Radiation induced lung injury is a crucial dose-limiting factor in patients receiving thoracic radiotherapy, affecting a significant proportion of patients even with use of newer radiotherapy techniques. The James West and Freeman Laboratories are investigating a novel pathway regulating fibroblast activation that can be directly targeted to limit progressive radiation-induced lung fibrosis. We found that the thromboxane-prostanoid receptor (TPr) was constitutively expressed in human and murine fibrotic pulmonary fibroblasts and that pharmacological inhibition or conditional genetic ablation of the TPr markedly attenuated pulmonary fibrosis in mice resulting from ionizing radiation. Although thromboxane A2 is a major ligand for TPr, we found that TPr signaling was being driven by F2-isoprostanes (F2-IsoPs), resulting from non-enzymatic, free-radical oxidation of arachidonic acid. We have demonstrated that ionizing radiation induces F2-IsoP generation in cell culture and in murine pulmonary tissue in vivo. F2-IsoPs are increased in idiopathic pulmonary fibrosis due to oxidative stress in this disease, but whether they are increased in patients who develop radiation-induced pulmonary fibrosis (RIPF) is unknown, although preclinical and clinical studies provide key support for the overall hypothesis that non-enzymatic free radical-induced oxidation of arachidonic acid signaling significantly contributes to RIPF. There are key gaps in our knowledge that need to be filled before a clinical trial targeting this pathway would be appropriate. First, the therapy would need to work in the context of existing standard of care, including immune checkpoint therapy. Second, although it is likely that there is an increase in either thromboxane or F2-IsoPs in RIPF, we need to verify that patients receiving thoracic radiation actually show an increase in one or more of these molecules.
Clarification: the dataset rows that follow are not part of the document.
//! End-of-run detection

use super::piece::Piece;

/// First piece past its grace window whose top edge reaches the danger line
///
/// y grows downward, so "at or above the line" means `top <= danger_line`.
pub fn find_danger_crossing(pieces: &[Piece], danger_line: f32) -> Option<&Piece> {
    pieces
        .iter()
        .find(|piece| !piece.in_grace() && piece.top() <= danger_line)
}

#[cfg(test)]
mod tests {
    use super::*;
    use crate::sim::rank::Rank;
    use glam::Vec2;

    #[test]
    fn test_grace_window_suppresses_crossing() {
        let mut piece = Piece::new(1, Rank(0), 12.0, Vec2::new(100.0, 30.0), 60);
        assert!(find_danger_crossing(std::slice::from_ref(&piece), 60.0).is_none());

        piece.grace_ticks = 0;
        assert!(find_danger_crossing(std::slice::from_ref(&piece), 60.0).is_some());
    }

    #[test]
    fn test_top_edge_exactly_on_line_counts() {
        let mut piece = Piece::new(1, Rank(0), 12.0, Vec2::new(100.0, 72.0), 0);
        assert!(find_danger_crossing(std::slice::from_ref(&piece), 60.0).is_some());

        piece.pos.y = 72.5;
        assert!(find_danger_crossing(std::slice::from_ref(&piece), 60.0).is_none());
    }

    #[test]
    fn test_reports_first_offender() {
        let pieces = vec![
            Piece::new(1, Rank(0), 12.0, Vec2::new(50.0, 300.0), 0),
            Piece::new(2, Rank(0), 12.0, Vec2::new(100.0, 40.0), 0),
            Piece::new(3, Rank(0), 12.0, Vec2::new(150.0, 40.0), 0),
        ];
        assert_eq!(find_danger_crossing(&pieces, 60.0).map(|p| p.id), Some(2));
    }
}
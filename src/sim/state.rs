//! Simulation state and its public boundary
//!
//! `Simulation` owns everything that changes during a run: the active
//! pieces, the spawner queue, the session counters and the seeded RNG.
//! Collaborators only see it through `request_drop`, `tick`, `snapshot`
//! and `reset`.

use glam::Vec2;
use rand::{Rng, SeedableRng};
use rand_pcg::Pcg32;
use serde::{Deserialize, Serialize};

use super::piece::{Piece, PopCurve};
use super::rank::Rank;
use super::spawner::{Spawner, jitter, spawn_held_piece};
use crate::Rgb;
use crate::config::{ConfigError, SimConfig};
use crate::consts::QUEUE_LEN;

/// Current phase of the run
#[derive(Debug, Clone, Copy, PartialEq, Eq, Serialize, Deserialize)]
pub enum GamePhase {
    /// Accepting drops and advancing physics
    Active,
    /// Run ended; frozen until reset
    Terminal,
}

/// Events emitted for rendering/audio collaborators
#[derive(Debug, Clone, PartialEq, Serialize, Deserialize)]
pub enum SimEvent {
    /// A held piece entered the well
    Dropped { rank: Rank, position: Vec2 },
    /// Two pieces fused; `color` is the consumed rank's color
    Fusion {
        position: Vec2,
        color: Rgb,
        new_rank: Rank,
    },
    /// The run just ended
    GameOver { score: u64 },
}

/// Why a drop request was ignored
#[derive(Debug, Clone, Copy, PartialEq, Eq, Serialize, Deserialize)]
pub enum SuppressReason {
    /// Drop cooldown still running
    Cooldown,
    /// Run has ended
    Terminal,
}

/// Result of a drop request. Suppression is backpressure, not failure.
#[derive(Debug, Clone, Copy, PartialEq, Serialize, Deserialize)]
pub enum DropOutcome {
    Dropped { id: u32, rank: Rank, x: f32 },
    Suppressed(SuppressReason),
}

impl DropOutcome {
    pub fn is_dropped(&self) -> bool {
        matches!(self, DropOutcome::Dropped { .. })
    }
}

/// Per-run counters
#[derive(Debug, Clone, PartialEq, Serialize, Deserialize)]
pub struct Session {
    /// Cumulative score (never decreases within a run)
    pub score: u64,
    pub phase: GamePhase,
    /// Ticks until the next drop is accepted
    pub drop_cooldown: u32,
    /// Ticks since the run started
    pub time_ticks: u64,
    /// Accepted drops this run
    pub drops: u32,
    /// Fusions this run
    pub fusions: u32,
}

impl Session {
    fn new() -> Self {
        Self {
            score: 0,
            phase: GamePhase::Active,
            drop_cooldown: 0,
            time_ticks: 0,
            drops: 0,
            fusions: 0,
        }
    }
}

/// Read-only view of one piece
#[derive(Debug, Clone, PartialEq, Serialize, Deserialize)]
pub struct PieceView {
    pub id: u32,
    pub pos: Vec2,
    pub vel: Vec2,
    pub rank: Rank,
    /// Pop animation radius multiplier
    pub scale: f32,
    /// Effective collision radius
    pub radius: f32,
}

/// Immutable view of the whole simulation, taken between ticks
#[derive(Debug, Clone, PartialEq, Serialize, Deserialize)]
pub struct Snapshot {
    pub pieces: Vec<PieceView>,
    pub score: u64,
    /// Rank waiting to be dropped
    pub held: Rank,
    /// Upcoming ranks after the held one
    pub queue: [Rank; QUEUE_LEN],
    pub terminal: bool,
    /// Whether a drop request would currently be accepted
    pub drop_ready: bool,
    pub time_ticks: u64,
}

/// The falling-piece merge simulation
#[derive(Debug, Clone)]
pub struct Simulation {
    pub(super) config: SimConfig,
    /// Run seed for reproducibility
    seed: u64,
    pub(super) rng: Pcg32,
    pub(super) session: Session,
    pub(super) spawner: Spawner,
    /// Active pieces; index order is the fusion priority
    pub(super) pieces: Vec<Piece>,
    /// Events raised between ticks, delivered with the next tick
    pub(super) pending_events: Vec<SimEvent>,
    pub(super) next_id: u32,
}

impl Simulation {
    /// Validate `config` and start a run with the given seed
    pub fn new(config: SimConfig, seed: u64) -> Result<Self, ConfigError> {
        config.validate()?;

        let mut rng = Pcg32::seed_from_u64(seed);
        let spawner = Spawner::new(config.spawn.spawn_rank_count, &mut rng);

        log::info!("Simulation started with seed {}", seed);
        Ok(Self {
            config,
            seed,
            rng,
            session: Session::new(),
            spawner,
            pieces: Vec::new(),
            pending_events: Vec::new(),
            next_id: 1,
        })
    }

    /// Restart from scratch with the same seed (replays the run)
    pub fn reset(&mut self) {
        self.reset_with_seed(self.seed);
    }

    /// Start a new run with a seed drawn from the current one
    pub fn restart(&mut self) {
        let seed = self.rng.random::<u64>();
        self.reset_with_seed(seed);
    }

    /// Restart from scratch with a new seed
    pub fn reset_with_seed(&mut self, seed: u64) {
        self.seed = seed;
        self.rng = Pcg32::seed_from_u64(seed);
        self.spawner = Spawner::new(self.config.spawn.spawn_rank_count, &mut self.rng);
        self.session = Session::new();
        self.pieces.clear();
        self.pending_events.clear();
        self.next_id = 1;
        log::info!("Simulation reset with seed {}", seed);
    }

    pub fn config(&self) -> &SimConfig {
        &self.config
    }

    pub fn seed(&self) -> u64 {
        self.seed
    }

    pub fn session(&self) -> &Session {
        &self.session
    }

    pub fn score(&self) -> u64 {
        self.session.score
    }

    pub fn is_terminal(&self) -> bool {
        self.session.phase == GamePhase::Terminal
    }

    /// Active pieces in fusion-priority order
    pub fn pieces(&self) -> &[Piece] {
        &self.pieces
    }

    pub fn held(&self) -> Rank {
        self.spawner.held()
    }

    /// Nearest upcoming rank after the held one
    pub fn peek_next(&self) -> Rank {
        self.spawner.peek_next()
    }

    pub(super) fn pop_curve(&self) -> PopCurve {
        PopCurve::from_timing(&self.config.timing)
    }

    fn next_entity_id(&mut self) -> u32 {
        take_id(&mut self.next_id)
    }

    /// Release the held piece at `x` (clamped into the well)
    ///
    /// Ignored while the drop cooldown runs or after the run has ended.
    pub fn request_drop(&mut self, x: f32) -> DropOutcome {
        if self.is_terminal() {
            return DropOutcome::Suppressed(SuppressReason::Terminal);
        }
        if self.session.drop_cooldown > 0 {
            log::debug!(
                "Drop suppressed ({} cooldown ticks left)",
                self.session.drop_cooldown
            );
            return DropOutcome::Suppressed(SuppressReason::Cooldown);
        }

        let rank = self.spawner.release_held(&mut self.rng);
        let id = self.next_entity_id();
        let piece = spawn_held_piece(id, rank, x, &self.config, &mut self.rng);
        let x = piece.pos.x;

        self.pending_events.push(SimEvent::Dropped {
            rank,
            position: piece.pos,
        });
        self.pieces.push(piece);
        self.session.drop_cooldown = self.config.timing.drop_cooldown_ticks;
        self.session.drops += 1;

        DropOutcome::Dropped { id, rank, x }
    }

    /// Insert a motionless piece directly (scripted scenarios)
    ///
    /// The position is clamped into the well. Returns `None` if `rank` is not
    /// in the rank table or `pos` is not finite.
    pub fn place_piece(&mut self, rank: Rank, pos: Vec2) -> Option<u32> {
        if !self.config.ranks.contains(rank) || !pos.is_finite() {
            return None;
        }
        let well = &self.config.well;
        let radius = self.config.ranks.radius(rank);
        let pos = Vec2::new(
            pos.x.max(radius).min(well.width - radius),
            pos.y.max(radius).min(well.height - radius),
        );

        let id = self.next_entity_id();
        self.pieces.push(Piece::new(
            id,
            rank,
            radius,
            pos,
            self.config.timing.grace_ticks,
        ));
        Some(id)
    }

    /// Read-only view for renderers and UI
    pub fn snapshot(&self) -> Snapshot {
        Snapshot {
            pieces: self
                .pieces
                .iter()
                .map(|p| PieceView {
                    id: p.id,
                    pos: p.pos,
                    vel: p.vel,
                    rank: p.rank,
                    scale: p.scale,
                    radius: p.radius(),
                })
                .collect(),
            score: self.session.score,
            held: self.spawner.held(),
            queue: self.spawner.queue(),
            terminal: self.is_terminal(),
            drop_ready: !self.is_terminal() && self.session.drop_cooldown == 0,
            time_ticks: self.session.time_ticks,
        }
    }
}

/// Allocate the next entity id
pub(super) fn take_id(next_id: &mut u32) -> u32 {
    let id = *next_id;
    *next_id += 1;
    id
}

/// Build the child of a fusion: upward kick, fresh grace window, pop started
pub(super) fn spawn_fused_piece(
    id: u32,
    rank: Rank,
    pos: Vec2,
    config: &SimConfig,
    rng: &mut Pcg32,
) -> Piece {
    let mut piece = Piece::new(
        id,
        rank,
        config.ranks.radius(rank),
        pos,
        config.timing.grace_ticks,
    );
    piece.vel = Vec2::new(
        jitter(config.spawn.jitter, rng),
        -config.spawn.fusion_impulse,
    );
    piece.start_pop(
        config.timing.pop_ticks,
        PopCurve::from_timing(&config.timing),
    );
    piece
}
Finally, we need a better understanding of the mechanism by which TPr regulates pulmonary myofibroblast differentiation and activation in the context of radiation.

Publications:
Gastrointestinal acute radiation syndrome: current knowledge and perspectives.
Freeman ML.
Cell Death Discov. 2025 May 14;11(1):235

Nucleophosmin Plays a Role in Repairing DNA Damage and Is a Target for Cancer Treatment.
Sekhar KR, Freeman ML.
Cancer Res. 2023

Targeting NPM1 in irradiated cells inhibits NPM1 binding to RAD51, RAD51 foci formation and radiosensitizes NSCLC.
Traver G, Sekhar KR, Crooks PA, Keeney DS, Freeman ML.
Cancer Lett. 2021 Mar 1;500:220-227

Grants:
NIH/NCI The Thromboxane-Prostanoid Receptor in Radiation-Induced Pulmonary
Fibrosis Multi-PIs James West and Michael L Freeman.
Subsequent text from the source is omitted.